*** Opening Data listing ***
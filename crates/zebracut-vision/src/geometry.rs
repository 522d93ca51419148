//! Bounding boxes, clamped crops, resizing and line intersection.
//!
//! Crops always report the offset of their top-left corner in the
//! source image so that keypoints found inside a crop can be shifted
//! back into full-frame coordinates.

use image::imageops::{self, FilterType};
use image::GrayImage;

use crate::lines::{LineSegment, Point};
use crate::types::{LocatorError, PixelPoint, ProbabilityMap};

/// Determinants smaller than this are treated as parallel lines.
pub const PARALLEL_EPSILON: f64 = 1e-9;

/// Axis-aligned box in pixel coordinates, `x1`/`y1` exclusive.
#[derive(Debug, Clone, Copy, PartialEq, Eq)]
pub struct BoundingBox {
    /// Left column (inclusive).
    pub x0: u32,
    /// Top row (inclusive).
    pub y0: u32,
    /// Right column (exclusive).
    pub x1: u32,
    /// Bottom row (exclusive).
    pub y1: u32,
}

impl BoundingBox {
    /// Box width.
    #[must_use]
    pub const fn width(&self) -> u32 {
        self.x1 - self.x0
    }

    /// Box height.
    #[must_use]
    pub const fn height(&self) -> u32 {
        self.y1 - self.y0
    }

    /// Grow by `margin` on every side, clamped to a `width x height` frame.
    #[must_use]
    pub fn expand(self, margin: u32, width: u32, height: u32) -> Self {
        Self {
            x0: self.x0.saturating_sub(margin),
            y0: self.y0.saturating_sub(margin),
            x1: self.x1.saturating_add(margin).min(width),
            y1: self.y1.saturating_add(margin).min(height),
        }
    }
}

/// A cropped raster with the position of its top-left corner.
#[derive(Debug, Clone)]
pub struct Crop {
    /// The cropped pixels.
    pub image: GrayImage,
    /// Top-left corner in the source image.
    pub offset: PixelPoint,
}

impl Crop {
    /// Map a point inside the crop back to source coordinates.
    #[must_use]
    pub const fn to_source(&self, point: PixelPoint) -> PixelPoint {
        point.offset(self.offset.x, self.offset.y)
    }
}

/// Tight bounding box of the non-zero pixels, or `None` for an empty mask.
#[must_use]
pub fn bounding_box(mask: &GrayImage) -> Option<BoundingBox> {
    let mut bbox: Option<BoundingBox> = None;
    for (x, y, p) in mask.enumerate_pixels() {
        if p.0[0] == 0 {
            continue;
        }
        bbox = Some(match bbox {
            None => BoundingBox {
                x0: x,
                y0: y,
                x1: x + 1,
                y1: y + 1,
            },
            Some(b) => BoundingBox {
                x0: b.x0.min(x),
                y0: b.y0.min(y),
                x1: b.x1.max(x + 1),
                y1: b.y1.max(y + 1),
            },
        });
    }
    bbox
}

#[allow(clippy::cast_possible_wrap)]
fn crop_raw(image: &GrayImage, x0: u32, y0: u32, x1: u32, y1: u32) -> Crop {
    let x1 = x1.min(image.width());
    let y1 = y1.min(image.height());
    let x0 = x0.min(x1);
    let y0 = y0.min(y1);
    Crop {
        image: imageops::crop_imm(image, x0, y0, x1 - x0, y1 - y0).to_image(),
        offset: PixelPoint::new(x0 as i32, y0 as i32),
    }
}

/// Crop `image` to `bbox` grown by `margin`, clamped to the image.
#[must_use = "returns the crop"]
pub fn crop_to_box(image: &GrayImage, bbox: BoundingBox, margin: u32) -> Crop {
    let b = bbox.expand(margin, image.width(), image.height());
    crop_raw(image, b.x0, b.y0, b.x1, b.y1)
}

/// Columns `x0..x1` of `image` (full height), clamped.
#[must_use = "returns the crop"]
pub fn crop_columns(image: &GrayImage, x0: u32, x1: u32) -> Crop {
    crop_raw(image, x0, 0, x1, image.height())
}

/// Rows `y0..y1` of `image` (full width), clamped.
#[must_use = "returns the crop"]
pub fn crop_rows(image: &GrayImage, y0: u32, y1: u32) -> Crop {
    crop_raw(image, 0, y0, image.width(), y1)
}

/// Resample a grayscale raster to `width x height` (bilinear).
#[must_use = "returns the resized image"]
pub fn resize(image: &GrayImage, width: u32, height: u32) -> GrayImage {
    if image.dimensions() == (width, height) {
        return image.clone();
    }
    imageops::resize(image, width, height, FilterType::Triangle)
}

/// Resample a probability map to `width x height` (bilinear).
#[must_use = "returns the resized map"]
pub fn resize_probability(map: &ProbabilityMap, width: u32, height: u32) -> ProbabilityMap {
    if map.dimensions() == (width, height) {
        return map.clone();
    }
    imageops::resize(map, width, height, FilterType::Triangle)
}

/// Intersection of the infinite lines through two segments.
///
/// Uses the two-line determinant formula.
///
/// # Errors
///
/// Returns [`LocatorError::ParallelLines`] when the determinant is below
/// [`PARALLEL_EPSILON`] in magnitude.
pub fn intersect(a: &LineSegment, b: &LineSegment) -> Result<Point, LocatorError> {
    let (x1, y1, x2, y2) = (a.start.x, a.start.y, a.end.x, a.end.y);
    let (x3, y3, x4, y4) = (b.start.x, b.start.y, b.end.x, b.end.y);
    let det = (x1 - x2) * (y3 - y4) - (y1 - y2) * (x3 - x4);
    if det.abs() < PARALLEL_EPSILON {
        return Err(LocatorError::ParallelLines);
    }
    let cross_a = x1 * y2 - y1 * x2;
    let cross_b = x3 * y4 - y3 * x4;
    Ok(Point::new(
        (cross_a * (x3 - x4) - (x1 - x2) * cross_b) / det,
        (cross_a * (y3 - y4) - (y1 - y2) * cross_b) / det,
    ))
}

#[cfg(test)]
#[allow(clippy::unwrap_used)]
mod tests {
    use super::*;
    use image::Luma;

    fn seg(x1: f64, y1: f64, x2: f64, y2: f64) -> LineSegment {
        LineSegment::new(Point::new(x1, y1), Point::new(x2, y2))
    }

    #[test]
    fn bounding_box_of_empty_mask_is_none() {
        assert_eq!(bounding_box(&GrayImage::new(5, 5)), None);
    }

    #[test]
    fn bounding_box_is_tight_and_exclusive() {
        let mut mask = GrayImage::new(20, 20);
        mask.put_pixel(3, 7, Luma([255]));
        mask.put_pixel(12, 4, Luma([255]));
        let b = bounding_box(&mask).unwrap();
        assert_eq!(
            b,
            BoundingBox {
                x0: 3,
                y0: 4,
                x1: 13,
                y1: 8
            }
        );
        assert_eq!((b.width(), b.height()), (10, 4));
    }

    #[test]
    fn crop_margin_is_clamped_to_frame() {
        let img = GrayImage::new(50, 40);
        let bbox = BoundingBox {
            x0: 2,
            y0: 30,
            x1: 20,
            y1: 38,
        };
        let crop = crop_to_box(&img, bbox, 10);
        assert_eq!(crop.offset, PixelPoint::new(0, 20));
        assert_eq!(crop.image.dimensions(), (30, 20));
    }

    #[test]
    fn crop_maps_points_back_to_source() {
        let mut img = GrayImage::new(30, 30);
        img.put_pixel(17, 9, Luma([200]));
        let crop = crop_columns(&img, 10, 25);
        assert_eq!(crop.image.get_pixel(7, 9).0[0], 200);
        assert_eq!(crop.to_source(PixelPoint::new(7, 9)), PixelPoint::new(17, 9));
    }

    #[test]
    fn crop_rows_and_columns_clamp() {
        let img = GrayImage::new(10, 10);
        assert_eq!(crop_rows(&img, 4, 99).image.dimensions(), (10, 6));
        assert_eq!(crop_columns(&img, 12, 20).image.dimensions(), (0, 10));
    }

    #[test]
    fn resize_changes_dimensions() {
        let img = GrayImage::from_pixel(30, 10, Luma([90]));
        let out = resize(&img, 12, 12);
        assert_eq!(out.dimensions(), (12, 12));
        assert_eq!(out.get_pixel(5, 5).0[0], 90);
        let map = ProbabilityMap::from_pixel(8, 8, Luma([0.75]));
        let back = resize_probability(&map, 20, 16);
        assert_eq!(back.dimensions(), (20, 16));
        assert!((back.get_pixel(10, 8).0[0] - 0.75).abs() < 1e-6);
    }

    #[test]
    fn known_intersection() {
        // y = x and y = -x + 10 meet at (5, 5).
        let p = intersect(&seg(0.0, 0.0, 2.0, 2.0), &seg(0.0, 10.0, 1.0, 9.0)).unwrap();
        assert!((p.x - 5.0).abs() < 1e-9);
        assert!((p.y - 5.0).abs() < 1e-9);
    }

    #[test]
    fn steep_blades_meet_below_both() {
        // Blades converging on (60, 100) from the upper left and right.
        let left = seg(20.0, 0.0, 40.0, 50.0);
        let right = seg(100.0, 0.0, 80.0, 50.0);
        let p = intersect(&left, &right).unwrap();
        assert!((p.x - 60.0).abs() < 1e-9);
        assert!((p.y - 100.0).abs() < 1e-9);
    }

    #[test]
    fn parallel_lines_are_rejected() {
        let a = seg(0.0, 0.0, 10.0, 30.0);
        let b = seg(5.0, 0.0, 15.0, 30.0);
        assert_eq!(intersect(&a, &b), Err(LocatorError::ParallelLines));
        assert_eq!(intersect(&a, &a), Err(LocatorError::ParallelLines));
    }
}
//! Choosing the cutting target from an embryo locator's keypoints.

use crate::params::{EmbryoStrategy, TunableParameters};
use crate::types::{Keypoint, LocatorError};

/// Pick the keypoint the tool should be driven to.
///
/// The classical strategy always ends its list with the biased target,
/// so the last keypoint is used. The learned strategy emits one keypoint
/// per somite from the bottom up and the operator picks the
/// `learned.target_somite`-th (1-based).
///
/// # Errors
///
/// Returns [`LocatorError::TargetOutOfRange`] when the list is too short
/// (including empty) for the requested ordinal.
pub fn select_target(
    keypoints: &[Keypoint],
    params: &TunableParameters,
) -> Result<Keypoint, LocatorError> {
    let index = match params.embryo_strategy {
        EmbryoStrategy::Classical => keypoints.len().max(1),
        EmbryoStrategy::Learned => params.learned.target_somite,
    };
    index
        .checked_sub(1)
        .and_then(|i| keypoints.get(i))
        .copied()
        .ok_or(LocatorError::TargetOutOfRange {
            index,
            available: keypoints.len(),
        })
}

#[cfg(test)]
#[allow(clippy::unwrap_used)]
mod tests {
    use super::*;
    use crate::params::LearnedParams;
    use crate::types::KeypointTag;

    fn kps(n: i32) -> Vec<Keypoint> {
        (0..n)
            .map(|i| Keypoint::new(i, 100 - i, KeypointTag::Target))
            .collect()
    }

    fn learned(target_somite: usize) -> TunableParameters {
        TunableParameters {
            embryo_strategy: EmbryoStrategy::Learned,
            learned: LearnedParams {
                target_somite,
                ..LearnedParams::default()
            },
            ..TunableParameters::default()
        }
    }

    #[test]
    fn classical_uses_last_keypoint() {
        let target = select_target(&kps(4), &TunableParameters::default()).unwrap();
        assert_eq!(target.x, 3);
    }

    #[test]
    fn learned_uses_one_based_ordinal() {
        assert_eq!(select_target(&kps(6), &learned(5)).unwrap().x, 4);
        assert_eq!(select_target(&kps(6), &learned(1)).unwrap().x, 0);
    }

    #[test]
    fn short_list_is_out_of_range() {
        assert_eq!(
            select_target(&kps(3), &learned(5)),
            Err(LocatorError::TargetOutOfRange {
                index: 5,
                available: 3
            })
        );
        assert!(select_target(&kps(3), &learned(0)).is_err());
    }

    #[test]
    fn empty_list_is_out_of_range() {
        assert_eq!(
            select_target(&[], &TunableParameters::default()),
            Err(LocatorError::TargetOutOfRange {
                index: 1,
                available: 0
            })
        );
    }
}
*** Closing Data listing ***
Exercise brief: The string "EmbryoStrategy" may appear on lines of the data above; give the number of those lines and nothing more.

Exercise result: 4